** MATERIAL SHOWN follows **

//! Deterministic combat rules for a turn-based deck-building encounter.
//!
//! `combat-core` defines the canonical rules (damage pipeline, guard/armor
//! allocation, status ledger, initiative, enemy selection, phase engine) and
//! exposes pure APIs that can be reused by both the runtime and offline tools.
//! All encounter mutation flows through [`engine::CombatEngine`], and
//! supporting crates depend on the types re-exported here.
pub mod action;
pub mod combat;
pub mod config;
pub mod engine;
pub mod env;
pub mod error;
pub mod state;
pub mod stats;

pub use action::{
    Action, ActionCategory, ActionPattern, HealthCondition, Selection, SelectionSource,
    select_action,
};
pub use combat::{
    ActionResolution, DamageAllocation, DamageResult, HitOutcome, allocate_damage,
    calculate_damage, resolve_action,
};
pub use config::CombatConfig;
pub use engine::{
    Advance, CombatEngine, CombatEvent, EncounterSummary, EnemyTurn, IdleReason, PlayError,
    SetupError,
};
pub use env::{
    CardDefinition, Catalog, CatalogError, CatalogOracle, CatalogWarning, Dice,
    EnemyDefinition, EquipmentBonus, PcgRng, PlayerProfile, RngOracle,
};
pub use error::{ErrorSeverity, GameError};
pub use state::{
    CombatantState, DeckPiles, EffectDuration, EncounterState, InvariantViolation, Outcome,
    Phase, Side, StatusEffectEntry, StatusKind, StatusLedger,
};
pub use stats::{Initiative, InitiativeBonus, PhaseQueue, SpeedTier};
//! Enemy action selection.
//!
//! Selection runs in two stages:
//!
//! 1. **Scripted**: the first scripted pattern whose phase equals the
//!    enemy's phase counter and whose condition holds wins outright. No roll
//!    is consumed.
//! 2. **Pooled**: otherwise every pooled pattern whose condition holds is a
//!    candidate. When any candidate carries a weight, selection is weighted
//!    (missing weights count as 1.0) and normalized over the candidates;
//!    otherwise it is uniform.
//!
//! An empty candidate pool yields `None` and the caller idles the enemy.

use crate::config::CombatConfig;
use crate::env::{Dice, RngOracle};

use super::pattern::ActionPattern;
use super::types::Action;

/// Weight assumed for a pooled entry that carries none in a weighted pool.
pub const DEFAULT_POOL_WEIGHT: f64 = 1.0;

/// How a selection was reached.
#[derive(Clone, Copy, Debug, PartialEq)]
#[cfg_attr(feature = "serde", derive(serde::Serialize, serde::Deserialize))]
pub enum SelectionSource {
    Scripted {
        phase: u32,
    },
    Pooled {
        candidates: usize,
        /// Normalized probability the chosen entry had.
        probability: f64,
    },
}

/// Chosen enemy action plus the pattern index it came from.
#[derive(Clone, Copy, Debug, PartialEq)]
pub struct Selection<'a> {
    pub index: usize,
    pub action: &'a Action,
    pub source: SelectionSource,
}

/// Select the enemy's next action.
///
/// * `phase_counter` - 1-based count of enemy phases, including the current one
/// * `health`, `max_health` - the enemy's current health pools
pub fn select_action<'a, R: RngOracle>(
    patterns: &'a [ActionPattern],
    phase_counter: u32,
    health: i64,
    max_health: i64,
    dice: &mut Dice<R>,
    config: &CombatConfig,
) -> Option<Selection<'a>> {
    if let Some(selection) = scripted(patterns, phase_counter, health, max_health) {
        tracing::debug!(
            phase = phase_counter,
            action = %selection.action.name,
            "scripted enemy action selected"
        );
        return Some(selection);
    }

    let candidates: Vec<(usize, Option<f64>)> = patterns
        .iter()
        .enumerate()
        .filter_map(|(index, pattern)| match pattern {
            ActionPattern::Pooled { weight, .. } if pattern.is_eligible(health, max_health) => {
                Some((index, *weight))
            }
            _ => None,
        })
        .collect();

    if candidates.is_empty() {
        tracing::debug!(phase = phase_counter, "no eligible enemy pattern");
        return None;
    }

    let weight_sum = effective_weight_sum(&candidates);
    if let Some(sum) = weight_sum.filter(|sum| (sum - 1.0).abs() > config.weight_tolerance) {
        tracing::warn!(
            weight_sum = sum,
            tolerance = config.weight_tolerance,
            "pooled weights do not sum to 1.0; normalizing"
        );
    }

    let roll = dice.selection_roll();
    let (index, probability) = pick_pooled(&candidates, roll)?;
    let action = patterns[index].action();

    tracing::debug!(
        phase = phase_counter,
        roll,
        candidates = candidates.len(),
        probability,
        action = %action.name,
        "pooled enemy action selected"
    );

    Some(Selection {
        index,
        action,
        source: SelectionSource::Pooled {
            candidates: candidates.len(),
            probability,
        },
    })
}

fn scripted(
    patterns: &[ActionPattern],
    phase_counter: u32,
    health: i64,
    max_health: i64,
) -> Option<Selection<'_>> {
    patterns
        .iter()
        .enumerate()
        .find_map(|(index, pattern)| match pattern {
            ActionPattern::Scripted { phase, action, .. }
                if *phase == phase_counter && pattern.is_eligible(health, max_health) =>
            {
                Some(Selection {
                    index,
                    action,
                    source: SelectionSource::Scripted { phase: *phase },
                })
            }
            _ => None,
        })
}

/// Sum of effective weights, or `None` for a uniform pool.
fn effective_weight_sum(candidates: &[(usize, Option<f64>)]) -> Option<f64> {
    if candidates.iter().all(|(_, w)| w.is_none()) {
        return None;
    }
    Some(
        candidates
            .iter()
            .map(|(_, w)| effective_weight(*w))
            .sum(),
    )
}

fn effective_weight(weight: Option<f64>) -> f64 {
    match weight {
        Some(w) if w.is_finite() => w.max(0.0),
        Some(_) => 0.0,
        None => DEFAULT_POOL_WEIGHT,
    }
}

/// Pick a candidate with `roll` in `[0, 1)`.
///
/// Returns the pattern index and its normalized probability. Pools whose
/// weights sum to zero fall back to uniform selection.
pub fn pick_pooled(candidates: &[(usize, Option<f64>)], roll: f64) -> Option<(usize, f64)> {
    if candidates.is_empty() {
        return None;
    }

    let roll = roll.clamp(0.0, 1.0);

    match effective_weight_sum(candidates) {
        Some(total) if total > 0.0 => {
            let target = roll * total;
            let mut cumulative = 0.0;
            for (index, weight) in candidates {
                let weight = effective_weight(*weight);
                cumulative += weight;
                if weight > 0.0 && target < cumulative {
                    return Some((*index, weight / total));
                }
            }
            // roll == 1.0 or rounding at the upper edge
            candidates
                .iter()
                .rev()
                .find(|(_, w)| effective_weight(*w) > 0.0)
                .map(|(index, w)| (*index, effective_weight(*w) / total))
        }
        _ => {
            let len = candidates.len();
            let slot = ((roll * len as f64) as usize).min(len - 1);
            Some((candidates[slot].0, 1.0 / len as f64))
        }
    }
}

#[cfg(test)]
mod tests {
    use super::*;
    use crate::action::HealthCondition;

    fn strike(name: &str) -> Action {
        Action::offense(name, 5)
    }

    #[test]
    fn scripted_phase_is_deterministic_and_consumes_no_roll() {
        let patterns = vec![
            ActionPattern::scripted(1, strike("Opening")),
            ActionPattern::scripted(3, strike("Slam")),
            ActionPattern::pooled(strike("Jab")),
        ];
        let config = CombatConfig::default();

        for seed in 0..20 {
            let mut dice = Dice::seeded(seed);
            let selection = select_action(&patterns, 3, 50, 50, &mut dice, &config).unwrap();
            assert_eq!(selection.action.name, "Slam");
            assert_eq!(selection.source, SelectionSource::Scripted { phase: 3 });
            assert_eq!(dice.nonce(), 0);
        }
    }

    #[test]
    fn scripted_entry_with_failing_condition_falls_back_to_pool() {
        let patterns = vec![
            ActionPattern::scripted(1, strike("Enrage")).when(HealthCondition::at_or_below(500)),
            ActionPattern::pooled(strike("Jab")),
        ];
        let mut dice = Dice::seeded(1);

        let selection =
            select_action(&patterns, 1, 50, 50, &mut dice, &CombatConfig::default()).unwrap();

        assert_eq!(selection.action.name, "Jab");
        assert_eq!(dice.nonce(), 1);
    }

    #[test]
    fn pool_is_filtered_by_health_band() {
        let patterns = vec![
            ActionPattern::pooled(strike("Calm")).when(HealthCondition::above(500)),
            ActionPattern::pooled(strike("Frenzy")).when(HealthCondition::at_or_below(500)),
        ];
        let config = CombatConfig::default();

        for seed in 0..20 {
            let mut dice = Dice::seeded(seed);
            let low = select_action(&patterns, 2, 20, 50, &mut dice, &config).unwrap();
            assert_eq!(low.action.name, "Frenzy");
            let high = select_action(&patterns, 2, 40, 50, &mut dice, &config).unwrap();
            assert_eq!(high.action.name, "Calm");
        }
    }

    #[test]
    fn empty_pool_yields_none() {
        let patterns = vec![
            ActionPattern::scripted(1, strike("Opening")),
            ActionPattern::pooled(strike("Frenzy")).when(HealthCondition::at_or_below(200)),
        ];
        let mut dice = Dice::seeded(3);

        assert!(select_action(&patterns, 2, 50, 50, &mut dice, &CombatConfig::default()).is_none());
        assert!(select_action(&[], 1, 50, 50, &mut dice, &CombatConfig::default()).is_none());
    }

    #[test]
    fn weighted_pick_follows_cumulative_weights() {
        let candidates = [(0, Some(0.25)), (1, Some(0.75))];

        assert_eq!(pick_pooled(&candidates, 0.0), Some((0, 0.25)));
        assert_eq!(pick_pooled(&candidates, 0.2499), Some((0, 0.25)));
        assert_eq!(pick_pooled(&candidates, 0.25), Some((1, 0.75)));
        assert_eq!(pick_pooled(&candidates, 1.0), Some((1, 0.75)));
    }

    #[test]
    fn weighted_pick_normalizes_and_defaults_missing_weights() {
        // effective weights 2.0 and 1.0 → 2/3 and 1/3
        let candidates = [(4, Some(2.0)), (7, None)];

        let (index, probability) = pick_pooled(&candidates, 0.5).unwrap();
        assert_eq!(index, 4);
        assert!((probability - 2.0 / 3.0).abs() < 1e-9);

        let (index, _) = pick_pooled(&candidates, 0.9).unwrap();
        assert_eq!(index, 7);
    }

    #[test]
    fn zero_weights_are_never_picked() {
        let candidates = [(0, Some(0.0)), (1, Some(1.0)), (2, Some(0.0))];
        for step in 0..10 {
            let roll = f64::from(step) / 10.0;
            assert_eq!(pick_pooled(&candidates, roll).map(|(i, _)| i), Some(1));
        }
    }

    #[test]
    fn uniform_pick_covers_every_candidate() {
        let candidates = [(0, None), (1, None), (2, None), (3, None)];

        let picked: Vec<usize> = [0.0, 0.3, 0.6, 0.99]
            .iter()
            .filter_map(|roll| pick_pooled(&candidates, *roll).map(|(i, _)| i))
            .collect();

        assert_eq!(picked, vec![0, 1, 2, 3]);
        assert_eq!(pick_pooled(&candidates, 0.5).map(|(_, p)| p), Some(0.25));
    }

    #[test]
    fn all_zero_weights_fall_back_to_uniform() {
        let candidates = [(0, Some(0.0)), (1, Some(0.0))];
        assert_eq!(pick_pooled(&candidates, 0.75), Some((1, 0.5)));
    }

    #[test]
    fn same_seed_reproduces_pooled_choice() {
        let patterns = vec![
            ActionPattern::pooled(strike("A")).weighted(0.5),
            ActionPattern::pooled(strike("B")).weighted(0.3),
            ActionPattern::pooled(strike("C")).weighted(0.2),
        ];
        let config = CombatConfig::default();

        let run = |seed| {
            let mut dice = Dice::seeded(seed);
            (1..=10)
                .map(|phase| {
                    select_action(&patterns, phase, 30, 30, &mut dice, &config)
                        .map(|s| s.index)
                })
                .collect::<Vec<_>>()
        };

        assert_eq!(run(42), run(42));
    }
}
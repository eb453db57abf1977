//! Enemy catalog loader.

use std::path::Path;

use combat_core::EnemyDefinition;
use serde::{Deserialize, Serialize};

use crate::loaders::{LoadResult, read_file};

/// Enemy catalog structure for RON files.
#[derive(Debug, Clone, Serialize, Deserialize)]
pub struct EnemyCatalog {
    pub enemies: Vec<EnemyDefinition>,
}

/// Loader for enemy catalog from RON files.
pub struct EnemyLoader;

impl EnemyLoader {
    pub fn load(path: &Path) -> LoadResult<Vec<EnemyDefinition>> {
        let content = read_file(path)?;
        let catalog: EnemyCatalog = ron::from_str(&content)
            .map_err(|e| anyhow::anyhow!("Failed to parse enemy catalog RON: {}", e))?;

        let mut seen = std::collections::BTreeSet::new();
        for enemy in &catalog.enemies {
            if !seen.insert(enemy.id.as_str()) {
                anyhow::bail!("Duplicate enemy id '{}' in {}", enemy.id, path.display());
            }
        }

        Ok(catalog.enemies)
    }
}
//! Simulation worker that owns the authoritative [`combat_core::CombatEngine`].
//!
//! Receives commands from [`RuntimeHandle`](crate::RuntimeHandle), runs them
//! against the engine one at a time, and publishes the engine's events to
//! the EventBus. The command channel is the only way to reach the engine, so
//! it doubles as the encounter's turn queue.

use tokio::sync::{mpsc, oneshot};
use tracing::{debug, warn};

use combat_core::{ActionResolution, Advance, CombatEngine, EncounterSummary, PlayError};

use crate::api::{EncounterSnapshot, Result};
use crate::events::{Event, EventBus, LifecycleEvent};

/// Commands that can be sent to the simulation worker
pub enum Command {
    /// Begin round 1 and run to the first player decision point.
    Start {
        reply: oneshot::Sender<Result<Advance>>,
    },
    PlayCard {
        hand_index: usize,
        reply: oneshot::Sender<Result<ActionResolution>>,
    },
    /// End the player phase and run until the next decision point.
    EndTurn {
        reply: oneshot::Sender<Result<Advance>>,
    },
    /// Query the current encounter (read-only).
    Snapshot {
        reply: oneshot::Sender<EncounterSnapshot>,
    },
    Summary {
        reply: oneshot::Sender<EncounterSummary>,
    },
}

impl Command {
    fn label(&self) -> String {
        match self {
            Command::Start { .. } => "start".into(),
            Command::PlayCard { hand_index, .. } => format!("play_card({hand_index})"),
            Command::EndTurn { .. } => "end_turn".into(),
            Command::Snapshot { .. } => "snapshot".into(),
            Command::Summary { .. } => "summary".into(),
        }
    }
}

/// Background task that processes encounter commands.
///
/// The worker is a pure rules executor: it does not own providers or handle
/// I/O. Provider orchestration is done by [`Runtime`](crate::Runtime).
pub struct SimulationWorker {
    engine: CombatEngine,
    command_rx: mpsc::Receiver<Command>,
    event_bus: EventBus,
    finish_announced: bool,
}

impl SimulationWorker {
    pub fn new(
        engine: CombatEngine,
        command_rx: mpsc::Receiver<Command>,
        event_bus: EventBus,
    ) -> Self {
        tracing::info!(
            enemy = %engine.enemy_definition().id,
            seed = engine.state().seed,
            deck = engine.state().deck.len(),
            "SimulationWorker initialized"
        );

        Self {
            engine,
            command_rx,
            event_bus,
            finish_announced: false,
        }
    }

    /// Main worker loop.
    pub async fn run(mut self) {
        while let Some(cmd) = self.command_rx.recv().await {
            self.handle_command(cmd);
        }
        debug!("SimulationWorker command channel closed; exiting");
    }

    fn handle_command(&mut self, cmd: Command) {
        let label = cmd.label();
        match cmd {
            Command::Start { reply } => {
                let result = self.engine.start();
                if result.is_ok() {
                    self.event_bus
                        .publish(Event::Lifecycle(LifecycleEvent::EncounterStarted {
                            enemy: self.engine.enemy_definition().id.clone(),
                            seed: self.engine.state().seed,
                        }));
                }
                let result = self.settle(&label, result);
                if reply.send(result).is_err() {
                    debug!("Start reply channel closed (caller dropped)");
                }
            }
            Command::PlayCard { hand_index, reply } => {
                let result = self.engine.play_card(hand_index);
                let result = self.settle(&label, result);
                if reply.send(result).is_err() {
                    debug!("PlayCard reply channel closed (caller dropped)");
                }
            }
            Command::EndTurn { reply } => {
                let result = self.engine.end_turn();
                let result = self.settle(&label, result);
                if reply.send(result).is_err() {
                    debug!("EndTurn reply channel closed (caller dropped)");
                }
            }
            Command::Snapshot { reply } => {
                if reply.send(self.snapshot()).is_err() {
                    debug!("Snapshot reply channel closed (caller dropped)");
                }
            }
            Command::Summary { reply } => {
                if reply.send(self.engine.summary()).is_err() {
                    debug!("Summary reply channel closed (caller dropped)");
                }
            }
        }
    }

    fn snapshot(&self) -> EncounterSnapshot {
        EncounterSnapshot {
            enemy: self.engine.enemy_definition().id.clone(),
            state: self.engine.state().clone(),
            playable: self.engine.playable_cards(),
        }
    }

    /// Publishes buffered engine events and lifecycle notifications for a
    /// finished command.
    fn settle<T>(&mut self, label: &str, result: std::result::Result<T, PlayError>) -> Result<T> {
        for event in self.engine.drain_events() {
            self.event_bus.publish(Event::Combat(event));
        }

        if let Err(error) = &result {
            warn!(command = label, %error, "command rejected");
            self.event_bus
                .publish(Event::Lifecycle(LifecycleEvent::PlayRejected {
                    command: label.to_owned(),
                    error: error.clone(),
                }));
        }

        if self.engine.outcome().is_some() && !self.finish_announced {
            self.finish_announced = true;
            self.event_bus
                .publish(Event::Lifecycle(LifecycleEvent::EncounterFinished {
                    summary: self.engine.summary(),
                }));
        }

        result.map_err(Into::into)
    }
}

** End of MATERIAL SHOWN **

In the entries above, how many lines contain the word "EncounterSnapshot"? Provide the number alone.

→ SOLUTION FOR THIS PROBLEM
4